Uma plataforma de único-molécula magnética pinças para manipular G-quadruplexes é relatada, o que permite o estudo da estabilidade de G4 e regulamento por várias proteínas.

Resumo

Estrutura secundária não-canônicos do ácido nucleico que g-quadruplexes (G4) estão envolvidos em diversos processos celulares, tais como a replicação do DNA, transcrição, processamento de RNA e alongamento do telômero. Durante estes processos, várias proteínas ligam e resolver estruturas G4 para desempenhar a sua função. Como a função do G4 muitas vezes depende da estabilidade de sua estrutura dobrada, é importante investigar como proteínas obrigatórias do G4 regulam a estabilidade do G4. Este trabalho apresenta um método para manipular o único G4 moléculas usando uma pinça magnética, que permite estudos do Regulamento das proteínas de ligação G4 em uma única molécula de G4 em tempo real. Em geral, este método é adequado para uma ampla gama de aplicações em estudos para interações de proteínas/ligantes e regulamentos sobre várias estruturas secundárias DNA ou RNA.

Introdução

Quatro-hélice do DNA ou RNA G4 estruturas desempenham um papel crítico em muitos processos biológicos importantes¹. Muitas proteínas envolvidas no G4 vinculação e regulamento, incluindo proteínas obrigatórias do telômero (telomerase, POT1, RPA, TEBPs, TRF2)¹^,², fatores de transcrição (nucleolin, PARP1)³, proteínas (hnRNP A1, de processamento de RNA hnRNP A2)⁴, helicases (BLM, FANCJ, RHAU, AVI, Dna2, Pif1)⁵e replicação de DNA relacionadas com proteínas (Rif1, REV1, PrimPolymerase)⁶. Emperramento da proteína pode estabilizar ou desestabilizar estruturas G4; assim, regula as funções biológicas subsequentes. A estabilidade do G4 foi medida por térmica fusão usando radiação ultravioleta (UV) ou de métodos de Dicroísmo circular (CD)⁷. No entanto, tais condições não são fisiológicas relevantes e são difíceis de aplicar para estudar os efeitos de ligação a proteínas⁷.
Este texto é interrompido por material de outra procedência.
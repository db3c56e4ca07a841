use std::env;

use thiserror::Error;

#[derive(Debug)]
pub struct Config {
    pub database_url: String,
    pub bind_addr: String,
    pub admin_token: String,
    pub database_max_connections: u32,
}

#[derive(Debug, Error)]
pub enum ConfigError {
    #[error("missing required environment variable: {var}")]
    MissingEnvVar { var: &'static str },

    #[error("ADMIN_TOKEN must not be empty")]
    EmptyAdminToken,

    #[error("DATABASE_MAX_CONNECTIONS must be a positive integer, got {0:?}")]
    InvalidMaxConnections(String),
}

fn require_env(var: &'static str) -> Result<String, ConfigError> {
    env::var(var).map_err(|_| ConfigError::MissingEnvVar { var })
}

fn parse_max_connections(raw: Option<String>) -> Result<u32, ConfigError> {
    match raw {
        None => Ok(8),
        Some(raw) => match raw.trim().parse::<u32>() {
            Ok(n) if n > 0 => Ok(n),
            _ => Err(ConfigError::InvalidMaxConnections(raw)),
        },
    }
}

impl Config {
    pub fn from_env() -> Result<Self, ConfigError> {
        let admin_token = require_env("ADMIN_TOKEN")?.trim().to_string();
        if admin_token.is_empty() {
            return Err(ConfigError::EmptyAdminToken);
        }

        Ok(Self {
            database_url: require_env("DATABASE_URL")?,
            bind_addr: env::var("BIND_ADDR").unwrap_or_else(|_| "127.0.0.1:8080".to_string()),
            admin_token,
            database_max_connections: parse_max_connections(
                env::var("DATABASE_MAX_CONNECTIONS").ok(),
            )?,
        })
    }
}

#[cfg(test)]
mod tests {
    use super::*;
    use test_case::test_case;

    #[test_case(None, Some(8) ; "default")]
    #[test_case(Some("16"), Some(16) ; "explicit")]
    #[test_case(Some(" 4 "), Some(4) ; "whitespace")]
    #[test_case(Some("0"), None ; "zero")]
    #[test_case(Some("lots"), None ; "garbage")]
    fn test_parse_max_connections(raw: Option<&str>, expected: Option<u32>) {
        assert_eq!(parse_max_connections(raw.map(str::to_string)).ok(), expected);
    }
}
//! Batch planning for the assignment committer.
//!
//! Planning is pure: it takes the pool state of every touched location
//! (loaded under the location locks) and either produces the writes for the
//! whole batch or the first failing entry. Nothing is written on failure.

use std::collections::{BTreeMap, HashMap, HashSet};
use std::net::IpAddr;

use ipwarden_types::ips::{IpAssignment, Rejection};
use uuid::Uuid;

use super::pool::{parse_candidate, PoolState};
use super::AssignmentError;
use crate::db::Write;

/// A batch entry with blank addresses dropped.
#[derive(Debug, Clone, PartialEq, Eq)]
pub struct Entry {
    pub device_id: Uuid,
    pub location_id: Uuid,
    pub addresses: Vec<String>,
}

impl Entry {
    /// No address left after trimming: clear the device's addresses.
    pub fn is_unassign(&self) -> bool {
        self.addresses.is_empty()
    }
}

/// Trim addresses, drop empty ones and refuse repeated (device, location) pairs.
pub fn normalize(batch: Vec<IpAssignment>) -> Result<Vec<Entry>, AssignmentError> {
    let mut seen = HashSet::with_capacity(batch.len());
    let mut entries = Vec::with_capacity(batch.len());

    for assignment in batch {
        if !seen.insert((assignment.device_id, assignment.location_id)) {
            return Err(AssignmentError::DuplicateEntry {
                device_id: assignment.device_id,
                location_id: assignment.location_id,
            });
        }
        let addresses = assignment
            .ips
            .iter()
            .map(|ip| ip.trim())
            .filter(|ip| !ip.is_empty())
            .map(str::to_string)
            .collect();
        entries.push(Entry {
            device_id: assignment.device_id,
            location_id: assignment.location_id,
            addresses,
        });
    }

    Ok(entries)
}

/// Distinct locations touched by the batch, sorted. Locks are taken in this order.
pub fn touched_locations(entries: &[Entry]) -> Vec<Uuid> {
    let mut ids: Vec<Uuid> = entries.iter().map(|e| e.location_id).collect();
    ids.sort_unstable();
    ids.dedup();
    ids
}

fn rejected(entry: &Entry, address: &str, reason: Rejection) -> AssignmentError {
    AssignmentError::Rejected {
        device_id: entry.device_id,
        location_id: entry.location_id,
        address: address.to_string(),
        reason,
    }
}

/// Validate the whole batch against `pools` and compute its writes.
///
/// Collisions are judged against the state the batch would leave behind:
/// every touched (device, location) pair first gives up its current
/// addresses, then the batch claims its own in submission order. Two entries
/// claiming one address collide even if neither held it before, while
/// devices swapping addresses inside one batch do not.
pub fn plan(
    entries: &[Entry],
    pools: &HashMap<Uuid, PoolState>,
) -> Result<Vec<Write>, AssignmentError> {
    // Pass 1: membership, syntax, range and reserved addresses.
    let mut parsed: Vec<Vec<(IpAddr, &str)>> = Vec::with_capacity(entries.len());
    for entry in entries {
        let pool = pools
            .get(&entry.location_id)
            .ok_or(AssignmentError::LocationNotFound)?;

        if !pool.is_member(entry.device_id) {
            return Err(AssignmentError::DeviceNotInLocation {
                device_id: entry.device_id,
                location_id: entry.location_id,
            });
        }

        let mut addresses: Vec<(IpAddr, &str)> = Vec::with_capacity(entry.addresses.len());
        for raw in &entry.addresses {
            let ip = parse_candidate(raw).map_err(|reason| rejected(entry, raw, reason))?;
            pool.check_range(ip)
                .map_err(|reason| rejected(entry, raw, reason))?;
            if !addresses.iter().any(|(seen, _)| *seen == ip) {
                addresses.push((ip, raw.as_str()));
            }
        }
        parsed.push(addresses);
    }

    // Pass 2: collisions against the final state.
    let mut final_state: HashMap<Uuid, BTreeMap<IpAddr, Uuid>> = HashMap::new();
    for entry in entries {
        let held = final_state
            .entry(entry.location_id)
            .or_insert_with(|| pools[&entry.location_id].assigned.clone());
        held.retain(|_, holder| *holder != entry.device_id);
    }

    for (entry, addresses) in entries.iter().zip(&parsed) {
        let held = final_state
            .get_mut(&entry.location_id)
            .ok_or(AssignmentError::LocationNotFound)?;
        for (ip, raw) in addresses {
            match held.get(ip) {
                Some(holder) if *holder != entry.device_id => {
                    return Err(rejected(entry, raw, Rejection::Collision));
                }
                _ => {
                    held.insert(*ip, entry.device_id);
                }
            }
        }
    }

    Ok(entries
        .iter()
        .zip(parsed)
        .map(|(entry, addresses)| Write::Replace {
            device_id: entry.device_id,
            location_id: entry.location_id,
            addresses: addresses.into_iter().map(|(ip, _)| ip).collect(),
        })
        .collect())
}

/// Writes for a device joining a location: membership plus the lowest free
/// address of every location network.
pub fn plan_join(
    device_id: Uuid,
    location_id: Uuid,
    pools: &HashMap<Uuid, PoolState>,
) -> Result<Vec<Write>, AssignmentError> {
    let pool = pools
        .get(&location_id)
        .ok_or(AssignmentError::LocationNotFound)?;

    if pool.is_member(device_id) {
        return Err(AssignmentError::AlreadyMember {
            device_id,
            location_id,
        });
    }

    Ok(vec![Write::Join {
        device_id,
        location_id,
        addresses: pool.next_available()?,
    }])
}
use actix_web::dev::Payload;
use actix_web::web::Data;
use actix_web::{FromRequest, HttpRequest};
use std::future::{Ready, ready};
use subtle::ConstantTimeEq;

use crate::config::Config;
use crate::error::ApiError;

/// Caller presented the configured admin bearer token.
#[derive(Debug)]
pub struct AdminAuth;

impl FromRequest for AdminAuth {
    type Error = ApiError;
    type Future = Ready<Result<Self, Self::Error>>;

    fn from_request(req: &HttpRequest, _payload: &mut Payload) -> Self::Future {
        ready(extract_admin(req))
    }
}

fn extract_admin(req: &HttpRequest) -> Result<AdminAuth, ApiError> {
    let config = req.app_data::<Data<Config>>().ok_or(ApiError::Internal)?;

    let token = req
        .headers()
        .get("authorization")
        .and_then(|v| v.to_str().ok())
        .and_then(|v| v.strip_prefix("Bearer "))
        .ok_or(ApiError::Unauthorized)?;

    let matches: bool = token
        .trim()
        .as_bytes()
        .ct_eq(config.admin_token.as_bytes())
        .into();
    if !matches {
        return Err(ApiError::Unauthorized);
    }
    Ok(AdminAuth)
}

#[cfg(test)]
mod tests {
    use super::*;
    use actix_web::test::TestRequest;
    use test_case::test_case;

    fn request(header: Option<&str>) -> HttpRequest {
        let config = Config {
            database_url: String::new(),
            bind_addr: String::new(),
            admin_token: "s3cret".into(),
            database_max_connections: 1,
        };
        let mut req = TestRequest::default().app_data(Data::new(config));
        if let Some(value) = header {
            req = req.insert_header(("Authorization", value));
        }
        req.to_http_request()
    }

    #[test_case(Some("Bearer s3cret"), true ; "exact token")]
    #[test_case(Some("Bearer s3cret "), true ; "trailing whitespace")]
    #[test_case(Some("Bearer s3creT"), false ; "one byte differs")]
    #[test_case(Some("Bearer s3cret-and-more"), false ; "longer token")]
    #[test_case(Some("Bearer s3"), false ; "prefix of token")]
    #[test_case(Some("Bearer "), false ; "empty token")]
    #[test_case(Some("s3cret"), false ; "missing scheme")]
    #[test_case(None, false ; "no header")]
    fn test_admin_token(header: Option<&str>, accepted: bool) {
        let result = extract_admin(&request(header));
        assert_eq!(result.is_ok(), accepted);
        if !accepted {
            assert!(matches!(result, Err(ApiError::Unauthorized)));
        }
    }

    #[test]
    fn test_missing_config_is_internal() {
        let req = TestRequest::default()
            .insert_header(("Authorization", "Bearer s3cret"))
            .to_http_request();
        assert!(matches!(extract_admin(&req), Err(ApiError::Internal)));
    }
}
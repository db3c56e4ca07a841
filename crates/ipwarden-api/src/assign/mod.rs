// Copyright (C) 2025 Joseph Sacchini
//
// This program is free software: you can redistribute it and/or modify it under
// the terms of the GNU Affero General Public License as published by the Free
// Software Foundation, version 3.
//
// This program is distributed in the hope that it will be useful, but WITHOUT
// ANY WARRANTY; without even the implied warranty of MERCHANTABILITY or FITNESS
// FOR A PARTICULAR PURPOSE. See the GNU Affero General Public License for more
// details.
//
// You should have received a copy of the GNU Affero General Public License
// along with this program. If not, see <https://www.gnu.org/licenses/>.

//! Per-location WireGuard address assignment.
//!
//! Validation is a plain read and never blocks. Every address write goes
//! through [`AssignmentService::apply_locked`], which serializes writers per
//! location (in-process mutexes plus row locks in the store) and retries a
//! conflicting transaction once.

pub mod plan;
pub mod pool;
pub mod view;

use std::collections::{HashMap, HashSet};
use std::net::IpAddr;
use std::sync::Arc;

use dashmap::DashMap;
use ipnetwork::IpNetwork;
use ipwarden_types::ips::{DeviceLocationIps, IpAssignment, LocationDevices, Rejection, SplitIp};
use tokio::sync::{Mutex, OwnedMutexGuard};
use tracing::{debug, info, warn};
use uuid::Uuid;

use crate::db::{AddressStore, Device, Location, StoreError, User, Write};
use crate::net;
use pool::PoolState;

/// A conflicting commit is attempted at most this many times.
pub const MAX_COMMIT_ATTEMPTS: usize = 2;

// ---------------------------------------------------------------------------
// Errors
// ---------------------------------------------------------------------------

#[derive(Debug, thiserror::Error)]
pub enum AssignmentError {
    #[error("{address}: {reason}")]
    Rejected {
        device_id: Uuid,
        location_id: Uuid,
        address: String,
        reason: Rejection,
    },

    #[error("no available addresses left in {network}")]
    PoolExhausted { network: IpNetwork },

    #[error("location not found")]
    LocationNotFound,

    #[error("user not found")]
    UserNotFound,

    #[error("device not found")]
    DeviceNotFound,

    #[error("device {device_id} is not part of location {location_id}")]
    DeviceNotInLocation { device_id: Uuid, location_id: Uuid },

    #[error("device {device_id} is already part of location {location_id}")]
    AlreadyMember { device_id: Uuid, location_id: Uuid },

    #[error("device {device_id} is listed more than once for location {location_id}")]
    DuplicateEntry { device_id: Uuid, location_id: Uuid },

    #[error("{0}")]
    Invalid(String),

    #[error("address pool was modified concurrently, please retry")]
    TransactionConflict,

    #[error(transparent)]
    Store(#[from] StoreError),
}

type Result<T> = std::result::Result<T, AssignmentError>;

fn parse_networks(address: &[String]) -> Result<Vec<IpNetwork>> {
    if address.is_empty() {
        return Err(AssignmentError::Invalid(
            "a location needs at least one network".into(),
        ));
    }

    let mut networks: Vec<IpNetwork> = Vec::with_capacity(address.len());
    for raw in address {
        let net: IpNetwork = raw
            .trim()
            .parse()
            .map_err(|_| AssignmentError::Invalid(format!("invalid network address: {raw}")))?;
        if networks
            .iter()
            .any(|other| other.contains(net.network()) || net.contains(other.network()))
        {
            return Err(AssignmentError::Invalid(format!(
                "network {net} overlaps another network of this location"
            )));
        }
        networks.push(net);
    }
    Ok(networks)
}

// ---------------------------------------------------------------------------
// AssignmentService
// ---------------------------------------------------------------------------

pub struct AssignmentService<S> {
    store: S,
    locks: DashMap<Uuid, Arc<Mutex<()>>>,
}

impl<S: AddressStore> AssignmentService<S> {
    pub fn new(store: S) -> Self {
        Self {
            store,
            locks: DashMap::new(),
        }
    }

    pub fn store(&self) -> &S {
        &self.store
    }

    // -- Locking -------------------------------------------------------------

    /// `ids` must be sorted so that overlapping callers lock in the same order.
    async fn lock_locations(&self, ids: &[Uuid]) -> Vec<OwnedMutexGuard<()>> {
        let mut guards = Vec::with_capacity(ids.len());
        for id in ids {
            let mutex = self.locks.entry(*id).or_default().clone();
            guards.push(mutex.lock_owned().await);
        }
        guards
    }

    /// Drop lock entries nobody holds or waits on. Waiters keep a clone of
    /// the `Arc`, and cloning happens under the map's shard lock.
    fn release_locks(&self, ids: &[Uuid]) {
        for id in ids {
            self.locks
                .remove_if(id, |_, mutex| Arc::strong_count(mutex) == 1);
        }
    }

    /// Locations with a live lock entry.
    pub fn lock_count(&self) -> usize {
        self.locks.len()
    }

    async fn apply_locked<F>(&self, ids: &[Uuid], plan: F) -> Result<Vec<Write>>
    where
        F: Fn(&HashMap<Uuid, PoolState>) -> Result<Vec<Write>> + Send + Sync,
    {
        let guards = self.lock_locations(ids).await;
        let result = self.apply_with_retry(ids, &plan).await;
        drop(guards);
        self.release_locks(ids);
        result
    }

    async fn apply_with_retry<F>(&self, ids: &[Uuid], plan: &F) -> Result<Vec<Write>>
    where
        F: Fn(&HashMap<Uuid, PoolState>) -> Result<Vec<Write>> + Send + Sync,
    {
        let mut attempt = 1;
        loop {
            match self.store.apply(ids, plan).await {
                Err(AssignmentError::TransactionConflict) if attempt < MAX_COMMIT_ATTEMPTS => {
                    warn!(attempt, "address transaction conflict, retrying");
                    attempt += 1;
                }
                result => return result,
            }
        }
    }

    // -- Lookups -------------------------------------------------------------

    async fn user(&self, username: &str) -> Result<User> {
        self.store
            .get_user(username)
            .await?
            .ok_or(AssignmentError::UserNotFound)
    }

    /// A device that exists and belongs to `user`; anything else is not found.
    async fn owned_device(&self, user: &User, device_id: Uuid) -> Result<Device> {
        self.store
            .get_device(device_id)
            .await?
            .filter(|d| d.user_id == user.id)
            .ok_or(AssignmentError::DeviceNotFound)
    }

    // -- Locations -----------------------------------------------------------

    #[tracing::instrument(skip(self))]
    pub async fn create_location(&self, name: &str, address: &[String]) -> Result<Location> {
        let name = name.trim();
        if name.is_empty() {
            return Err(AssignmentError::Invalid("location name is required".into()));
        }
        let networks = parse_networks(address)?;
        let location = self.store.create_location(name, &networks).await?;
        info!(location_id = %location.id, name = %location.name, "created location");
        Ok(location)
    }

    pub async fn get_location(&self, id: Uuid) -> Result<Location> {
        self.store
            .get_location(id)
            .await?
            .ok_or(AssignmentError::LocationNotFound)
    }

    pub async fn list_locations(&self) -> Result<Vec<Location>> {
        Ok(self.store.list_locations().await?)
    }

    #[tracing::instrument(skip(self))]
    pub async fn delete_location(&self, id: Uuid) -> Result<()> {
        if !self.store.delete_location(id).await? {
            return Err(AssignmentError::LocationNotFound);
        }
        info!(location_id = %id, "deleted location");
        Ok(())
    }

    // -- Address pool registry -----------------------------------------------

    #[tracing::instrument(skip(self))]
    pub async fn pool_state(&self, location_id: Uuid) -> Result<PoolState> {
        self.store
            .load_pool(location_id)
            .await?
            .ok_or(AssignmentError::LocationNotFound)
    }

    #[tracing::instrument(skip(self))]
    pub async fn suggest_next_available(&self, location_id: Uuid) -> Result<Vec<IpAddr>> {
        self.pool_state(location_id).await?.next_available()
    }

    // -- Users and devices ---------------------------------------------------

    #[tracing::instrument(skip(self))]
    pub async fn create_user(&self, username: &str) -> Result<User> {
        let username = username.trim();
        if username.is_empty() {
            return Err(AssignmentError::Invalid("username is required".into()));
        }
        Ok(self.store.create_user(username).await?)
    }

    #[tracing::instrument(skip(self))]
    pub async fn create_device(&self, username: &str, name: &str) -> Result<Device> {
        let user = self.user(username).await?;
        let name = name.trim();
        if name.is_empty() {
            return Err(AssignmentError::Invalid("device name is required".into()));
        }
        Ok(self.store.create_device(user.id, name).await?)
    }

    #[tracing::instrument(skip(self))]
    pub async fn delete_device(&self, username: &str, device_id: Uuid) -> Result<()> {
        let user = self.user(username).await?;
        self.owned_device(&user, device_id).await?;
        self.store.delete_device(device_id).await?;
        info!(%device_id, "deleted device");
        Ok(())
    }

    /// Add the device to a location and hand it the lowest free address of
    /// every location network.
    #[tracing::instrument(skip(self))]
    pub async fn join_location(
        &self,
        username: &str,
        device_id: Uuid,
        location_id: Uuid,
    ) -> Result<Vec<IpAddr>> {
        let user = self.user(username).await?;
        self.owned_device(&user, device_id).await?;

        let writes = self
            .apply_locked(&[location_id], |pools| {
                plan::plan_join(device_id, location_id, pools)
            })
            .await?;

        let addresses: Vec<IpAddr> = writes
            .into_iter()
            .flat_map(|write| match write {
                Write::Join { addresses, .. } | Write::Replace { addresses, .. } => addresses,
            })
            .collect();
        info!(%device_id, %location_id, ?addresses, "device joined location");
        Ok(addresses)
    }

    #[tracing::instrument(skip(self))]
    pub async fn leave_location(
        &self,
        username: &str,
        device_id: Uuid,
        location_id: Uuid,
    ) -> Result<()> {
        let user = self.user(username).await?;
        self.owned_device(&user, device_id).await?;
        self.get_location(location_id).await?;

        if !self.store.leave_location(device_id, location_id).await? {
            return Err(AssignmentError::DeviceNotInLocation {
                device_id,
                location_id,
            });
        }
        info!(%device_id, %location_id, "device left location");
        Ok(())
    }

    // -- Validator -----------------------------------------------------------

    /// Check a candidate address without reserving it. Concurrent commits may
    /// still take the address before it is submitted.
    #[tracing::instrument(skip(self))]
    pub async fn validate(
        &self,
        username: &str,
        device_id: Uuid,
        location_id: Uuid,
        candidate: &str,
    ) -> Result<SplitIp> {
        let user = self.user(username).await?;
        self.owned_device(&user, device_id).await?;
        let pool = self.pool_state(location_id).await?;

        let result = pool::parse_candidate(candidate).and_then(|ip| {
            pool.check(device_id, ip)?;
            pool.containing_network(ip)
                .map(|net| net::split_ip(ip, net))
                .ok_or(Rejection::OutOfRange)
        });

        match &result {
            Ok(split) => debug!(ip = %split.ip, "address is valid"),
            Err(reason) => debug!(%reason, "address rejected"),
        }

        result.map_err(|reason| AssignmentError::Rejected {
            device_id,
            location_id,
            address: candidate.trim().to_string(),
            reason,
        })
    }

    // -- Committer -----------------------------------------------------------

    /// Apply a batch of assignments for one user's devices, all or nothing.
    /// Returns the user's address view after the commit.
    #[tracing::instrument(skip(self, batch), fields(entries = batch.len()))]
    pub async fn commit(
        &self,
        username: &str,
        batch: Vec<IpAssignment>,
    ) -> Result<Vec<LocationDevices>> {
        let user = self.user(username).await?;
        let entries = plan::normalize(batch)?;

        let mut checked = HashSet::new();
        for entry in &entries {
            if checked.insert(entry.device_id) {
                self.owned_device(&user, entry.device_id).await?;
            }
        }

        if !entries.is_empty() {
            let ids = plan::touched_locations(&entries);
            let writes = self
                .apply_locked(&ids, |pools| plan::plan(&entries, pools))
                .await?;
            info!(
                user = %user.username,
                writes = writes.len(),
                locations = ids.len(),
                "committed address assignments"
            );
        }

        self.view_for(&user).await
    }

    // -- Query facade --------------------------------------------------------

    async fn view_for(&self, user: &User) -> Result<Vec<LocationDevices>> {
        let rows = self.store.user_addresses(user.id).await?;
        Ok(view::user_view(rows))
    }

    #[tracing::instrument(skip(self))]
    pub async fn user_view(&self, username: &str) -> Result<Vec<LocationDevices>> {
        let user = self.user(username).await?;
        self.view_for(&user).await
    }

    #[tracing::instrument(skip(self))]
    pub async fn device_view(
        &self,
        username: &str,
        device_id: Uuid,
    ) -> Result<Vec<DeviceLocationIps>> {
        let user = self.user(username).await?;
        self.owned_device(&user, device_id).await?;
        let rows = self.store.device_addresses(device_id).await?;
        Ok(view::device_view(rows))
    }
}

#[cfg(test)]
mod tests {
    use super::*;
    use test_case::test_case;

    fn strings(items: &[&str]) -> Vec<String> {
        items.iter().map(|s| s.to_string()).collect()
    }

    #[test_case(&["10.10.0.1/24"] ; "single v4")]
    #[test_case(&["10.10.0.1/24", "fd00::1/64"] ; "dual stack")]
    #[test_case(&[" 10.10.0.1/24 "] ; "whitespace")]
    #[test_case(&["10.10.0.1"] ; "no prefix is a host network")]
    fn test_parse_networks_ok(input: &[&str]) {
        assert_eq!(parse_networks(&strings(input)).unwrap().len(), input.len());
    }

    #[test_case(&[] ; "empty")]
    #[test_case(&["10.10.0.1/33"] ; "bad prefix")]
    #[test_case(&["not-a-cidr"] ; "garbage")]
    #[test_case(&["10.10.0.1/24", "10.10.0.128/25"] ; "overlap")]
    fn test_parse_networks_invalid(input: &[&str]) {
        let result = parse_networks(&strings(input));
        assert!(matches!(result, Err(AssignmentError::Invalid(_))));
    }
}
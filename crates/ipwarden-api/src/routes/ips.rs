use actix_web::{web, HttpResponse};
use ipwarden_types::ips::{DeviceIpsResponse, IpAssignment, UserIpsResponse, ValidateIpRequest};
use uuid::Uuid;

use crate::assign::AssignmentService;
use crate::db::AddressStore;
use crate::error::ApiError;
use crate::extract::AdminAuth;

async fn user_ips<S: AddressStore + 'static>(
    _auth: AdminAuth,
    service: web::Data<AssignmentService<S>>,
    path: web::Path<String>,
) -> Result<HttpResponse, ApiError> {
    let locations = service.user_view(&path).await?;
    Ok(HttpResponse::Ok().json(UserIpsResponse { locations }))
}

async fn device_ips<S: AddressStore + 'static>(
    _auth: AdminAuth,
    service: web::Data<AssignmentService<S>>,
    path: web::Path<(String, Uuid)>,
) -> Result<HttpResponse, ApiError> {
    let (username, device_id) = path.into_inner();
    let locations = service.device_view(&username, device_id).await?;
    Ok(HttpResponse::Ok().json(DeviceIpsResponse { locations }))
}

async fn validate_ip<S: AddressStore + 'static>(
    _auth: AdminAuth,
    service: web::Data<AssignmentService<S>>,
    path: web::Path<String>,
    body: web::Json<ValidateIpRequest>,
) -> Result<HttpResponse, ApiError> {
    let split = service
        .validate(&path, body.device_id, body.location, &body.ip)
        .await?;
    Ok(HttpResponse::Ok().json(split))
}

async fn assign_ips<S: AddressStore + 'static>(
    _auth: AdminAuth,
    service: web::Data<AssignmentService<S>>,
    path: web::Path<String>,
    body: web::Json<Vec<IpAssignment>>,
) -> Result<HttpResponse, ApiError> {
    let locations = service.commit(&path, body.into_inner()).await?;
    Ok(HttpResponse::Ok().json(UserIpsResponse { locations }))
}

pub fn configure<S: AddressStore + 'static>(cfg: &mut web::ServiceConfig) {
    cfg.service(
        web::resource("/api/users/{username}/ips")
            .route(web::get().to(user_ips::<S>))
            .route(web::post().to(assign_ips::<S>)),
    )
    .service(
        web::resource("/api/users/{username}/ips/validate")
            .route(web::post().to(validate_ip::<S>)),
    )
    .service(
        web::resource("/api/users/{username}/devices/{device_id}/ips")
            .route(web::get().to(device_ips::<S>)),
    );
}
O rápido desenvolvimento em tecnologias de manipulação do único-molécula permitiu estudos de dobramento e desdobramento de uma biomolécula, tais como um DNA ou uma proteína, a um nível único-molécula com resolução nanômetros em tempo real⁸. Microscopia de força atômica (AFM), pinça óptica e pinças magnéticas são os mais comumente usados métodos de manipulação de único-molécula. Comparado a AFM e pinça óptica⁹, pinça magnética permite medições estáveis de dobradura-revelação dinâmica de uma única molécula de dias usando uma técnica do ADS¹⁰^,¹¹.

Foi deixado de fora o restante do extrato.